:: ASSIGNED TASK ::
The answer must consist of every line in the records that contains the word "center".

:: EXTRACTED DATA ::

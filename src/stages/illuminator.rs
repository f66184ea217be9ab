use anyhow::Result;
use log::{debug, info, warn};
use serde::Deserialize;

use crate::{
    llm::{ModelRequest, ModelTask, extract_json_object},
    model::{Camera, IssueCategory, LightKind, LightSource, Lighting, Severity, Vec3},
    record::{SceneRecord, StageUpdate},
    stages::{StageContext, placer::geometry::world_position},
};

pub const SYSTEM_PROMPT: &str = r#"You are the lighting director of a 3D scene team. Pick the lighting preset that best fits the scene.

Known presets: warm_morning, cool_evening, dramatic, soft_diffuse, cozy, neutral.

Answer with a single JSON object: {"preset": "cozy"}"#;

const KEY_POSITION: Vec3 = Vec3 {
    x: 3.0,
    y: -2.0,
    z: 4.0,
};
const FILL_POSITION: Vec3 = Vec3 {
    x: -2.0,
    y: -1.0,
    z: 3.0,
};
const AMBIENT_INTENSITY: f64 = 0.1;
const EYE_HEIGHT: f64 = 1.6;
const SENSOR_SIZE: f64 = 36.0;
const EXPOSURE_STEP: f64 = 0.1;
const EXPOSURE_FLOOR: f64 = 0.6;
const KEY_BOOST: f64 = 0.5;

#[derive(Debug, Clone, Copy, PartialEq, Eq)]
pub enum LightingPreset {
    WarmMorning,
    CoolEvening,
    Dramatic,
    SoftDiffuse,
    Cozy,
    Neutral,
}

#[derive(Debug, Clone, Copy)]
struct LightSpec {
    kind: LightKind,
    angle: f64,
    color_temperature: u32,
    intensity: f64,
    size: f64,
}

const fn light(kind: LightKind, angle: f64, color_temperature: u32, intensity: f64, size: f64) -> LightSpec {
    LightSpec {
        kind,
        angle,
        color_temperature,
        intensity,
        size,
    }
}

impl LightingPreset {
    pub const ALL: [LightingPreset; 6] = [
        LightingPreset::WarmMorning,
        LightingPreset::CoolEvening,
        LightingPreset::Dramatic,
        LightingPreset::SoftDiffuse,
        LightingPreset::Cozy,
        LightingPreset::Neutral,
    ];

    pub fn as_str(self) -> &'static str {
        match self {
            LightingPreset::WarmMorning => "warm_morning",
            LightingPreset::CoolEvening => "cool_evening",
            LightingPreset::Dramatic => "dramatic",
            LightingPreset::SoftDiffuse => "soft_diffuse",
            LightingPreset::Cozy => "cozy",
            LightingPreset::Neutral => "neutral",
        }
    }

    pub fn parse(name: &str) -> Option<Self> {
        let normalized = name.trim().to_lowercase().replace([' ', '-'], "_");
        Self::ALL.into_iter().find(|p| p.as_str() == normalized)
    }

    /// A full preset name in the text wins outright; otherwise the last preset
    /// sharing a word with the text; otherwise neutral.
    pub fn for_mood(text: &str) -> Self {
        let lower = text.to_lowercase();
        let mut chosen = LightingPreset::Neutral;
        for preset in Self::ALL {
            let name = preset.as_str();
            if lower.contains(&name.replace('_', " ")) || lower.contains(name) {
                return preset;
            }
            if name.split('_').any(|w| lower.contains(w)) {
                chosen = preset;
            }
        }
        chosen
    }

    fn key(self) -> LightSpec {
        use LightKind::*;
        match self {
            LightingPreset::WarmMorning => light(Sun, 20.0, 3500, 3.0, 1.0),
            LightingPreset::CoolEvening => light(Sun, 15.0, 6500, 1.5, 1.0),
            LightingPreset::Dramatic => light(Spot, 45.0, 4000, 5.0, 1.0),
            LightingPreset::SoftDiffuse => light(Area, 45.0, 5500, 2.0, 3.0),
            LightingPreset::Cozy => light(Area, 30.0, 3200, 2.5, 1.0),
            LightingPreset::Neutral => light(Sun, 45.0, 5500, 2.0, 1.0),
        }
    }

    fn fill(self) -> Option<LightSpec> {
        use LightKind::*;
        match self {
            LightingPreset::WarmMorning => Some(light(Area, 45.0, 4500, 0.5, 1.0)),
            LightingPreset::CoolEvening => Some(light(Area, 45.0, 7000, 0.3, 1.0)),
            LightingPreset::Dramatic => None,
            LightingPreset::SoftDiffuse => Some(light(Area, 45.0, 5500, 1.0, 2.0)),
            LightingPreset::Cozy => Some(light(Point, 45.0, 2800, 0.8, 1.0)),
            LightingPreset::Neutral => Some(light(Area, 45.0, 5500, 0.6, 1.0)),
        }
    }

    fn hdri(self) -> &'static str {
        match self {
            LightingPreset::WarmMorning => "/hdri/morning_interior.hdr",
            LightingPreset::CoolEvening => "/hdri/evening_blue.hdr",
            LightingPreset::Dramatic => "/hdri/studio_dark.hdr",
            LightingPreset::SoftDiffuse => "/hdri/overcast_soft.hdr",
            LightingPreset::Cozy => "/hdri/cozy_interior.hdr",
            LightingPreset::Neutral => "/hdri/neutral_studio.hdr",
        }
    }

    pub fn exposure(self) -> f64 {
        match self {
            LightingPreset::CoolEvening => 0.8,
            LightingPreset::Dramatic => 1.2,
            LightingPreset::Cozy => 0.9,
            _ => 1.0,
        }
    }

    pub fn lighting(self) -> Lighting {
        let mut lights = vec![source("key_light", self.key(), KEY_POSITION, 45.0)];
        if let Some(fill) = self.fill() {
            lights.push(source("fill_light", fill, FILL_POSITION, -45.0));
        }
        Lighting {
            lights,
            hdri: Some(self.hdri().to_string()),
            ambient_intensity: AMBIENT_INTENSITY,
            exposure: self.exposure(),
        }
    }
}

fn source(name: &str, spec: LightSpec, position: Vec3, heading: f64) -> LightSource {
    LightSource {
        name: name.to_string(),
        kind: spec.kind,
        position,
        rotation: Vec3::new(spec.angle, 0.0, heading),
        color_temperature: spec.color_temperature,
        intensity: spec.intensity,
        angle: spec.angle,
        size: spec.size,
    }
}

#[derive(Debug, Deserialize)]
struct PresetChoice {
    preset: String,
}

pub fn illuminate(ctx: &StageContext<'_>, record: &SceneRecord) -> Result<StageUpdate> {
    let plan = record.plan.as_ref();
    let mood = plan.map_or("neutral", |p| p.mood.as_str());
    let hints = plan.map(|p| &p.lighting);
    let mood_text = match hints.and_then(|h| h.mood.as_deref()) {
        Some(extra) => format!("{mood} {extra}"),
        None => mood.to_string(),
    };
    info!("[illuminator] lighting for '{mood_text}'");

    let suggested = if ctx.settings.pipeline.llm_lighting_override {
        ask_model(ctx, record, &mood_text)
    } else {
        None
    };
    let preset = suggested.unwrap_or_else(|| LightingPreset::for_mood(&mood_text));

    let mut lighting = preset.lighting();
    if let Some(time) = hints.and_then(|h| h.time_of_day.as_deref()) {
        adjust_for_time(&mut lighting, time);
    }
    let revisions = apply_revision_feedback(&mut lighting, record);

    let intimacy = hints.and_then(|h| h.intimacy.as_deref()).unwrap_or_default();
    let camera = camera_for(record, &format!("{intimacy} {mood}"));

    let mut summary = format!(
        "configured {} lights ({}) exposure {:.2}; camera {}mm at f/{}",
        lighting.lights.len(),
        preset.as_str(),
        lighting.exposure,
        camera.focal_length,
        camera.aperture
    );
    if !revisions.is_empty() {
        summary.push_str(&format!(" [{}]", revisions.join(", ")));
    }
    info!("[illuminator] {summary}");

    Ok(StageUpdate {
        lighting: Some(lighting),
        camera: Some(camera),
        summary,
        ..StageUpdate::default()
    })
}

fn ask_model(ctx: &StageContext<'_>, record: &SceneRecord, mood: &str) -> Option<LightingPreset> {
    let context = format!(
        "Scene mood: {mood}\nEntities: {}",
        record
            .entities
            .iter()
            .map(|e| e.name.as_str())
            .collect::<Vec<_>>()
            .join(", ")
    );
    let text = ctx
        .model
        .generate(&ModelRequest {
            task: ModelTask::LightingPreset,
            system_prompt: SYSTEM_PROMPT,
            context: &context,
            user: "Which lighting preset fits this scene?",
        })
        .map_err(|e| debug!("[illuminator] no preset suggestion: {e:#}"))
        .ok()?;
    let choice: PresetChoice = match extract_json_object(&text) {
        Ok(choice) => choice,
        Err(e) => {
            warn!("[illuminator] unparsable preset suggestion: {e:#}");
            return None;
        }
    };
    let parsed = LightingPreset::parse(&choice.preset);
    if parsed.is_none() {
        warn!("[illuminator] ignoring unknown preset '{}'", choice.preset);
    }
    parsed
}

pub fn adjust_for_time(lighting: &mut Lighting, time_of_day: &str) {
    let (kelvin, angle, scale): (i64, f64, f64) = match time_of_day.trim().to_lowercase().as_str() {
        "morning" => (-500, -10.0, 1.0),
        "afternoon" => (0, 0.0, 1.0),
        "evening" => (-800, -20.0, 1.0),
        "night" => (1500, 0.0, 0.3),
        _ => return,
    };
    for light in &mut lighting.lights {
        light.color_temperature = (light.color_temperature as i64 + kelvin).max(1000) as u32;
        light.angle += angle;
        light.intensity *= scale;
    }
}

/// Respond to the previous validation pass: lower exposure for overexposure,
/// raise the key light for an underlit scene.
fn apply_revision_feedback(lighting: &mut Lighting, record: &SceneRecord) -> Vec<String> {
    let mut notes = Vec::new();
    if record.iteration_count == 0 {
        return notes;
    }
    let previous = record.lighting.as_ref();

    if record
        .issues
        .iter()
        .any(|i| i.category == IssueCategory::Overexposure)
    {
        let base = previous.map_or(lighting.exposure, |l| l.exposure);
        lighting.exposure = ((base - EXPOSURE_STEP).max(EXPOSURE_FLOOR) * 100.0).round() / 100.0;
        notes.push(format!("exposure lowered to {:.2}", lighting.exposure));
    }

    let underlit = record
        .issues
        .iter()
        .any(|i| i.category == IssueCategory::Lighting && i.severity == Severity::Warning);
    if underlit {
        if let Some(key) = lighting.lights.first_mut() {
            let base = previous
                .and_then(|l| l.lights.first())
                .map_or(key.intensity, |l| l.intensity);
            key.intensity = base + KEY_BOOST;
            notes.push(format!("key light raised to {:.2}", key.intensity));
        }
    }
    notes
}

pub fn camera_for(record: &SceneRecord, style: &str) -> Camera {
    let placed: Vec<(Vec3, f64, f64)> = record
        .entities
        .iter()
        .filter_map(|e| {
            let p = world_position(e, &record.entities)?;
            let ext = e.extents?;
            Some((p, ext.height, ext.width.max(ext.depth)))
        })
        .collect();

    let (center, radius) = if placed.is_empty() {
        (Vec3::new(0.0, 0.0, 0.5), 2.0)
    } else {
        let n = placed.len() as f64;
        let cx = placed.iter().map(|(p, _, _)| p.x).sum::<f64>() / n;
        let cy = placed.iter().map(|(p, _, _)| p.y).sum::<f64>() / n;
        let cz = placed.iter().map(|(p, h, _)| p.z + h / 2.0).sum::<f64>() / n;
        let extent = placed
            .iter()
            .map(|(p, _, size)| p.x.abs().max(p.y.abs()) + size / 2.0)
            .fold(0.0, f64::max);
        (Vec3::new(cx, cy, cz), (extent * 1.5).max(2.0))
    };

    let style = style.to_lowercase();
    let (focal_length, aperture, depth_of_field) = if style.contains("intimate") || style.contains("cozy") {
        (50.0, 1.8, true)
    } else if style.contains("dramatic") {
        (35.0, 2.8, true)
    } else if style.contains("wide") || style.contains("architectural") {
        (24.0, 8.0, false)
    } else {
        (35.0, 2.8, true)
    };

    let distance = radius * 2.0;
    let position = Vec3::new(center.x, center.y - distance, EYE_HEIGHT);
    let focus_distance = (distance.powi(2) + (EYE_HEIGHT - center.z).powi(2)).sqrt();
    Camera {
        position,
        target: center,
        focal_length,
        aperture,
        sensor_size: SENSOR_SIZE,
        depth_of_field,
        focus_distance,
    }
}

#[cfg(test)]
mod tests {
    use super::*;
    use crate::model::Issue;

    #[test]
    fn mood_selects_preset() {
        assert_eq!(LightingPreset::for_mood("cozy evening"), LightingPreset::Cozy);
        assert_eq!(LightingPreset::for_mood("Warm Morning light"), LightingPreset::WarmMorning);
        assert_eq!(LightingPreset::for_mood("a cool study"), LightingPreset::CoolEvening);
        assert_eq!(LightingPreset::for_mood("serene"), LightingPreset::Neutral);
    }

    #[test]
    fn every_preset_has_a_key_light() {
        for preset in LightingPreset::ALL {
            let lighting = preset.lighting();
            assert!(!lighting.lights.is_empty());
            assert_eq!(lighting.lights[0].name, "key_light");
        }
        assert_eq!(LightingPreset::Dramatic.lighting().lights.len(), 1);
    }

    #[test]
    fn night_dims_lights() {
        let mut lighting = LightingPreset::Neutral.lighting();
        adjust_for_time(&mut lighting, "Night");
        assert!((lighting.lights[0].intensity - 0.6).abs() < 1e-9);
        assert_eq!(lighting.lights[0].color_temperature, 7000);
    }

    #[test]
    fn revision_lowers_exposure_with_floor() {
        let mut record = SceneRecord::new("s", "bed", 3);
        record.iteration_count = 1;
        record.issues = vec![Issue::new(Severity::Warning, IssueCategory::Overexposure, "bright")];
        let mut previous = LightingPreset::Neutral.lighting();
        previous.exposure = 0.65;
        record.lighting = Some(previous);

        let mut lighting = LightingPreset::Neutral.lighting();
        apply_revision_feedback(&mut lighting, &record);
        assert_eq!(lighting.exposure, 0.6);
    }

    #[test]
    fn underlit_warning_boosts_key_light() {
        let mut record = SceneRecord::new("s", "bed", 3);
        record.iteration_count = 2;
        record.issues = vec![Issue::new(Severity::Warning, IssueCategory::Lighting, "dim")];
        let mut previous = LightingPreset::CoolEvening.lighting();
        previous.lights[0].intensity = 1.5;
        record.lighting = Some(previous);

        let mut lighting = LightingPreset::CoolEvening.lighting();
        let notes = apply_revision_feedback(&mut lighting, &record);
        assert_eq!(lighting.lights[0].intensity, 2.0);
        assert_eq!(notes.len(), 1);
    }

    #[test]
    fn camera_frames_empty_scene_at_eye_height() {
        let record = SceneRecord::new("s", "bed", 3);
        let camera = camera_for(&record, "cozy");
        assert_eq!(camera.position, Vec3::new(0.0, -4.0, 1.6));
        assert_eq!(camera.focal_length, 50.0);
        assert!(camera.depth_of_field);
    }
}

:: EXERCISE RESULT ::
    let (center, radius) = if placed.is_empty() {
    let position = Vec3::new(center.x, center.y - distance, EYE_HEIGHT);
    let focus_distance = (distance.powi(2) + (EYE_HEIGHT - center.z).powi(2)).sqrt();
        target: center,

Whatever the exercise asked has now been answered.